■ Task to carry out: Among the entries below, how many lines include the string "FakeVersionSource"? Answer with only the number.
-- -- --
//! Core library for swkeeper.
//!
//! swkeeper keeps a web application usable offline and moves it safely from
//! one deployed version to the next. The library models the two contexts
//! involved:
//!
//! - the **worker** context, which owns the generational cache store
//!   ([`cache`]), intercepts requests ([`fetch`]) and drives the
//!   install/activate lifecycle ([`worker`]);
//! - the **page** context, which negotiates versions with the server
//!   ([`update`]) and exposes check/apply/dismiss commands to the UI
//!   ([`page`]).
//!
//! The two sides never share memory. Pages talk to the worker through a
//! [`worker::WorkerHandle`] and listen for [`worker::WorkerEvent`]s.

pub mod cache;
pub mod clock;
pub mod config;
pub mod error;
pub mod fetch;
pub mod http;
pub mod page;
pub mod update;
pub mod worker;

#[cfg(test)]
pub(crate) mod testing;

pub use cache::{CacheRole, CacheStorage, GenerationId};
pub use clock::{Clock, ManualClock, SystemClock};
pub use config::Config;
pub use error::{CacheError, FetchError, LifecycleError, StorageError, VersionCheckError};
pub use fetch::FetchInterceptor;
pub use http::{Request, Response};
pub use page::{Reloader, UpdateController, UpdateStatus};
pub use update::{HttpVersionSource, JsonFileStore, KeyValueStore, MemoryStore, VersionNegotiator};
pub use worker::{WorkerEvent, WorkerHandle, WorkerRuntime};
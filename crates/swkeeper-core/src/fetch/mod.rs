//! Request interception for the active cache generation.
//!
//! [`FetchRules`] classifies each request into a [`Strategy`];
//! [`FetchInterceptor`] executes it against the network and the
//! [`CacheStorage`](crate::cache::CacheStorage).

pub mod interceptor;
pub mod strategy;

pub use interceptor::FetchInterceptor;
pub use strategy::{FetchRules, Strategy};
use chrono::{DateTime, Duration, Utc};

/// Decides when the page should poll for a new version.
///
/// Due immediately when created or resumed, then once per interval. Paused
/// while the page is hidden or offline.
#[derive(Debug, Clone)]
pub struct PollScheduler {
    interval: Duration,
    next_due: Option<DateTime<Utc>>,
    paused: bool,
}

impl PollScheduler {
    pub fn new(interval: Duration) -> Self {
        Self {
            interval,
            next_due: None,
            paused: false,
        }
    }

    pub fn interval(&self) -> Duration {
        self.interval
    }

    pub fn is_paused(&self) -> bool {
        self.paused
    }

    pub fn pause(&mut self) {
        self.paused = true;
    }

    /// Resume polling; the next tick is due right away.
    pub fn resume(&mut self) {
        self.paused = false;
        self.next_due = None;
    }

    pub fn is_due(&self, now: DateTime<Utc>) -> bool {
        !self.paused && self.next_due.map_or(true, |due| now >= due)
    }

    pub fn mark_ran(&mut self, now: DateTime<Utc>) {
        self.next_due = Some(now + self.interval);
    }
}

#[cfg(test)]
mod tests {
    use super::*;

    #[test]
    fn test_due_once_per_interval() {
        let now = Utc::now();
        let mut scheduler = PollScheduler::new(Duration::seconds(60));
        assert!(scheduler.is_due(now));

        scheduler.mark_ran(now);
        assert!(!scheduler.is_due(now + Duration::seconds(59)));
        assert!(scheduler.is_due(now + Duration::seconds(60)));
    }

    #[test]
    fn test_resume_is_immediately_due() {
        let now = Utc::now();
        let mut scheduler = PollScheduler::new(Duration::seconds(60));
        scheduler.mark_ran(now);
        scheduler.pause();
        assert!(!scheduler.is_due(now + Duration::minutes(10)));

        scheduler.resume();
        assert!(scheduler.is_due(now + Duration::seconds(1)));
    }
}
//! Application configuration management.
//!
//! This module handles loading and saving the configuration that shapes the
//! cache and update behaviour: the application name used to namespace cache
//! generations, the origin being served, the shell manifest primed on install
//! and the version endpoint polled by pages.
//!
//! Configuration is stored at `~/.config/swkeeper/config.json`.

use std::path::PathBuf;
use std::time::Duration;

use anyhow::{Context, Result};
use serde::{Deserialize, Serialize};
use tracing::warn;
use url::Url;

/// Application name used for config/cache directory paths
const APP_NAME: &str = "swkeeper";

/// Config file name
const CONFIG_FILE: &str = "config.json";

/// Durable update state file name (in the data directory)
pub const STATE_FILE: &str = "update-state.json";

/// Default path segment marking API data requests.
const DEFAULT_API_MARKER: &str = "/api/";

/// Minimum spacing between version endpoint calls.
const DEFAULT_CHECK_INTERVAL_SECS: u64 = 60;

/// How long a page waits for the worker to confirm activation before reloading anyway.
const DEFAULT_ACTIVATION_TIMEOUT_SECS: u64 = 5;

#[derive(Debug, Clone, Serialize, Deserialize)]
#[serde(default)]
pub struct Config {
    /// Prefix of every cache name, e.g. `myapp` in `myapp-core-v1700000000000`.
    pub app_name: String,
    /// Origin the worker is controlling; manifest paths are resolved against it.
    pub origin: Url,
    /// Path segment identifying API data requests.
    pub api_marker: String,
    /// Documents primed into the core cache on install. The first entry is the
    /// root document served as the offline shell.
    pub shell_manifest: Vec<String>,
    /// Query parameters that mark a request as cache-busting.
    pub cache_busting_params: Vec<String>,
    /// Version endpoint. `None` disables update negotiation.
    pub version_url: Option<Url>,
    pub check_interval_secs: u64,
    pub activation_timeout_secs: u64,
    /// Promote a freshly installed generation without waiting for pages to close.
    pub skip_waiting_on_install: bool,
}

impl Default for Config {
    fn default() -> Self {
        let origin = Url::parse("http://localhost:8080/").expect("default origin is a valid URL");
        Self {
            app_name: APP_NAME.to_string(),
            version_url: origin.join("/api/version").ok(),
            origin,
            api_marker: DEFAULT_API_MARKER.to_string(),
            shell_manifest: vec![
                "/".to_string(),
                "/index.html".to_string(),
                "/manifest.json".to_string(),
            ],
            cache_busting_params: ["_", "v", "t", "cb", "nocache"]
                .iter()
                .map(|p| p.to_string())
                .collect(),
            check_interval_secs: DEFAULT_CHECK_INTERVAL_SECS,
            activation_timeout_secs: DEFAULT_ACTIVATION_TIMEOUT_SECS,
            skip_waiting_on_install: true,
        }
    }
}

impl Config {
    pub fn load() -> Result<Self> {
        let path = Self::config_path()?;
        let mut config = if path.exists() {
            let contents = std::fs::read_to_string(&path)
                .with_context(|| format!("Failed to read config file: {}", path.display()))?;
            serde_json::from_str(&contents).context("Failed to parse config file")?
        } else {
            Self::default()
        };
        config.apply_env_overrides();
        Ok(config)
    }

    pub fn save(&self) -> Result<()> {
        let path = Self::config_path()?;
        if let Some(parent) = path.parent() {
            std::fs::create_dir_all(parent)?;
        }
        let contents = serde_json::to_string_pretty(self)?;
        std::fs::write(path, contents)?;
        Ok(())
    }

    /// Apply `SWKEEPER_APP_NAME`, `SWKEEPER_ORIGIN` and `SWKEEPER_VERSION_URL`.
    pub fn apply_env_overrides(&mut self) {
        if let Ok(name) = std::env::var("SWKEEPER_APP_NAME") {
            if !name.is_empty() {
                self.app_name = name;
            }
        }
        if let Ok(origin) = std::env::var("SWKEEPER_ORIGIN") {
            match Url::parse(&origin) {
                Ok(url) => self.origin = url,
                Err(e) => warn!(value = %origin, error = %e, "Ignoring invalid SWKEEPER_ORIGIN"),
            }
        }
        if let Ok(version_url) = std::env::var("SWKEEPER_VERSION_URL") {
            match Url::parse(&version_url) {
                Ok(url) => self.version_url = Some(url),
                Err(e) => {
                    warn!(value = %version_url, error = %e, "Ignoring invalid SWKEEPER_VERSION_URL")
                }
            }
        }
    }

    fn config_path() -> Result<PathBuf> {
        let config_dir = dirs::config_dir()
            .ok_or_else(|| anyhow::anyhow!("Could not find config directory"))?;
        Ok(config_dir.join(APP_NAME).join(CONFIG_FILE))
    }

    /// Directory holding one JSON file per named cache.
    pub fn cache_dir(&self) -> Result<PathBuf> {
        let cache_dir = dirs::cache_dir()
            .ok_or_else(|| anyhow::anyhow!("Could not find cache directory"))?;
        Ok(cache_dir.join(APP_NAME).join(&self.app_name))
    }

    /// Directory holding durable update state.
    pub fn data_dir(&self) -> Result<PathBuf> {
        let data_dir = dirs::data_dir()
            .ok_or_else(|| anyhow::anyhow!("Could not find data directory"))?;
        Ok(data_dir.join(APP_NAME).join(&self.app_name))
    }

    pub fn check_interval(&self) -> chrono::Duration {
        chrono::Duration::seconds(self.check_interval_secs as i64)
    }

    pub fn activation_timeout(&self) -> Duration {
        Duration::from_secs(self.activation_timeout_secs)
    }
}
//! Fakes for the network and version endpoint, shared by unit tests.

use std::collections::HashMap;
use std::sync::atomic::{AtomicBool, AtomicUsize, Ordering};
use std::sync::{Arc, Mutex};

use async_trait::async_trait;
use url::Url;

use crate::error::{FetchError, VersionCheckError};
use crate::http::{Network, Request, Response};
use crate::update::{ServerVersionRecord, VersionSource};

#[derive(Clone, Default)]
pub struct FakeNetwork {
    responses: Arc<Mutex<HashMap<String, Response>>>,
    offline: Arc<AtomicBool>,
    calls: Arc<AtomicUsize>,
}

impl FakeNetwork {
    pub fn new() -> Self {
        Self::default()
    }

    pub fn respond(&self, url: Url, response: Response) {
        self.responses.lock().unwrap().insert(url.to_string(), response);
    }

    pub fn set_offline(&self, offline: bool) {
        self.offline.store(offline, Ordering::SeqCst);
    }

    pub fn calls(&self) -> usize {
        self.calls.load(Ordering::SeqCst)
    }
}

#[async_trait]
impl Network for FakeNetwork {
    async fn fetch(&self, request: &Request) -> Result<Response, FetchError> {
        self.calls.fetch_add(1, Ordering::SeqCst);
        if self.offline.load(Ordering::SeqCst) {
            return Err(FetchError::Offline(request.url.to_string()));
        }
        let mut url = request.url.clone();
        url.set_fragment(None);
        Ok(self
            .responses
            .lock()
            .unwrap()
            .get(url.as_str())
            .cloned()
            .unwrap_or_else(|| Response::new(404, "not found")))
    }
}

#[derive(Clone, Default)]
pub struct FakeVersionSource {
    record: Arc<Mutex<Option<ServerVersionRecord>>>,
    calls: Arc<AtomicUsize>,
}

impl FakeVersionSource {
    pub fn serving(version: &str, force_update: bool) -> Self {
        let source = Self::default();
        source.set(version, force_update);
        source
    }

    pub fn set(&self, version: &str, force_update: bool) {
        *self.record.lock().unwrap() = Some(ServerVersionRecord {
            version: version.to_string(),
            timestamp: 0,
            force_update,
        });
    }

    /// Make every subsequent call fail as if the network were down.
    pub fn fail(&self) {
        *self.record.lock().unwrap() = None;
    }

    pub fn calls(&self) -> usize {
        self.calls.load(Ordering::SeqCst)
    }
}

#[async_trait]
impl VersionSource for FakeVersionSource {
    async fn fetch_version(&self) -> Result<ServerVersionRecord, VersionCheckError> {
        self.calls.fetch_add(1, Ordering::SeqCst);
        self.record
            .lock()
            .unwrap()
            .clone()
            .ok_or(VersionCheckError::Status(503))
    }
}
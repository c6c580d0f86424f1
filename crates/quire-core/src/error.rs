//! Error types for `quire-core`.

use thiserror::Error;

#[derive(Debug, Error)]
pub enum Error {
  #[error("invalid user id: {0:?}")]
  InvalidUserId(String),

  #[error("unknown message role: {0:?}")]
  UnknownRole(String),

  #[error("invalid blob path: {0:?}")]
  InvalidBlobPath(String),

  #[error("invalid configuration: {0}")]
  InvalidConfig(String),

  #[error("serialization error: {0}")]
  Serialization(#[from] serde_json::Error),
}

pub type Result<T, E = Error> = std::result::Result<T, E>;
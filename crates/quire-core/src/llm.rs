//! Model-provider abstractions: text embeddings and chat completion.

use std::future::Future;

use serde::{Deserialize, Serialize};

/// Turns text into vectors. Documents and queries are embedded separately so
/// providers with asymmetric models can treat them differently.
pub trait Embedder: Send + Sync {
  type Error: std::error::Error + Send + Sync + 'static;

  /// Embed a batch of document chunks; one vector per input, in order.
  fn embed_documents<'a>(
    &'a self,
    texts: &'a [String],
  ) -> impl Future<Output = Result<Vec<Vec<f32>>, Self::Error>> + Send + 'a;

  /// Embed a single search query.
  fn embed_query<'a>(
    &'a self,
    text: &'a str,
  ) -> impl Future<Output = Result<Vec<f32>, Self::Error>> + Send + 'a;
}

/// Speaker of a prompt message.
#[derive(Debug, Clone, Copy, PartialEq, Eq, Serialize, Deserialize)]
#[serde(rename_all = "lowercase")]
pub enum ChatRole {
  System,
  User,
  Assistant,
}

/// One message of a chat prompt.
#[derive(Debug, Clone, PartialEq, Eq, Serialize, Deserialize)]
pub struct ChatMessage {
  pub role:    ChatRole,
  pub content: String,
}

impl ChatMessage {
  pub fn system(content: impl Into<String>) -> Self {
    Self { role: ChatRole::System, content: content.into() }
  }

  pub fn user(content: impl Into<String>) -> Self {
    Self { role: ChatRole::User, content: content.into() }
  }

  pub fn assistant(content: impl Into<String>) -> Self {
    Self { role: ChatRole::Assistant, content: content.into() }
  }
}

/// A chat-completion language model.
pub trait ChatModel: Send + Sync {
  type Error: std::error::Error + Send + Sync + 'static;

  /// Complete `messages` and return the assistant's reply text.
  fn complete<'a>(
    &'a self,
    messages: &'a [ChatMessage],
  ) -> impl Future<Output = Result<String, Self::Error>> + Send + 'a;
}
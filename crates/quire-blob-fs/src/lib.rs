//! Filesystem [`BlobStore`] for quire.
//!
//! Blobs live under a root directory at their [`BlobPath`]. Uploads stream
//! into a sibling `.part` file which [`BlobStore::finish`] renames into place,
//! so a reader never observes a half-written PDF. Download URLs are `file://`
//! URLs of the published file.

use std::{
  io::{ErrorKind, SeekFrom},
  path::{Path, PathBuf},
};

use bytes::Bytes;
use quire_core::blob::{BlobPath, BlobStore};
use reqwest::Url;
use tokio::{
  fs::{self, OpenOptions},
  io::{AsyncSeekExt as _, AsyncWriteExt as _},
};

pub mod error;

pub use error::{Error, Result};

const PENDING_SUFFIX: &str = ".part";

#[derive(Debug, Clone)]
pub struct FsBlobStore {
  root: PathBuf,
}

impl FsBlobStore {
  /// Create the root directory if needed and open a store over it.
  pub async fn open(root: impl AsRef<Path>) -> Result<Self> {
    let root = root.as_ref();
    fs::create_dir_all(root).await?;
    let root = fs::canonicalize(root).await?;
    Ok(Self { root })
  }

  pub fn root(&self) -> &Path { &self.root }

  fn published(&self, path: &BlobPath) -> PathBuf {
    path.segments().fold(self.root.clone(), |acc, seg| acc.join(seg))
  }

  fn pending(&self, path: &BlobPath) -> PathBuf {
    let mut p = self.published(path).into_os_string();
    p.push(PENDING_SUFFIX);
    PathBuf::from(p)
  }
}

async fn remove_if_present(path: &Path) -> Result<bool> {
  match fs::remove_file(path).await {
    Ok(()) => Ok(true),
    Err(e) if e.kind() == ErrorKind::NotFound => Ok(false),
    Err(e) => Err(e.into()),
  }
}

impl BlobStore for FsBlobStore {
  type Error = Error;

  async fn write_chunk(&self, path: &BlobPath, offset: u64, bytes: Bytes) -> Result<()> {
    let pending = self.pending(path);
    if let Some(parent) = pending.parent() {
      fs::create_dir_all(parent).await?;
    }

    let mut file = if offset == 0 {
      OpenOptions::new()
        .write(true)
        .create(true)
        .truncate(true)
        .open(&pending)
        .await?
    } else {
      let mut file = match OpenOptions::new().write(true).open(&pending).await {
        Ok(f) => f,
        Err(e) if e.kind() == ErrorKind::NotFound => {
          return Err(Error::NotPending(path.clone()));
        }
        Err(e) => return Err(e.into()),
      };
      let actual = file.metadata().await?.len();
      if actual != offset {
        return Err(Error::OffsetMismatch { path: path.clone(), expected: actual, got: offset });
      }
      file.seek(SeekFrom::Start(offset)).await?;
      file
    };

    file.write_all(&bytes).await?;
    file.flush().await?;
    Ok(())
  }

  async fn finish(&self, path: &BlobPath) -> Result<String> {
    let pending = self.pending(path);
    let published = self.published(path);

    match fs::rename(&pending, &published).await {
      Ok(()) => {}
      Err(e) if e.kind() == ErrorKind::NotFound => {
        return Err(Error::NotPending(path.clone()));
      }
      Err(e) => return Err(e.into()),
    }

    let url = Url::from_file_path(&published)
      .map_err(|()| Error::Url(published.clone()))?;
    tracing::debug!(%path, %url, "published blob");
    Ok(url.to_string())
  }

  async fn read(&self, path: &BlobPath) -> Result<Option<Bytes>> {
    match fs::read(self.published(path)).await {
      Ok(data) => Ok(Some(Bytes::from(data))),
      Err(e) if e.kind() == ErrorKind::NotFound => Ok(None),
      Err(e) => Err(e.into()),
    }
  }

  async fn delete(&self, path: &BlobPath) -> Result<()> {
    let published = remove_if_present(&self.published(path)).await?;
    let pending = remove_if_present(&self.pending(path)).await?;
    tracing::debug!(%path, published, pending, "deleted blob");
    Ok(())
  }
}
-- -- --
■ Task solution: 3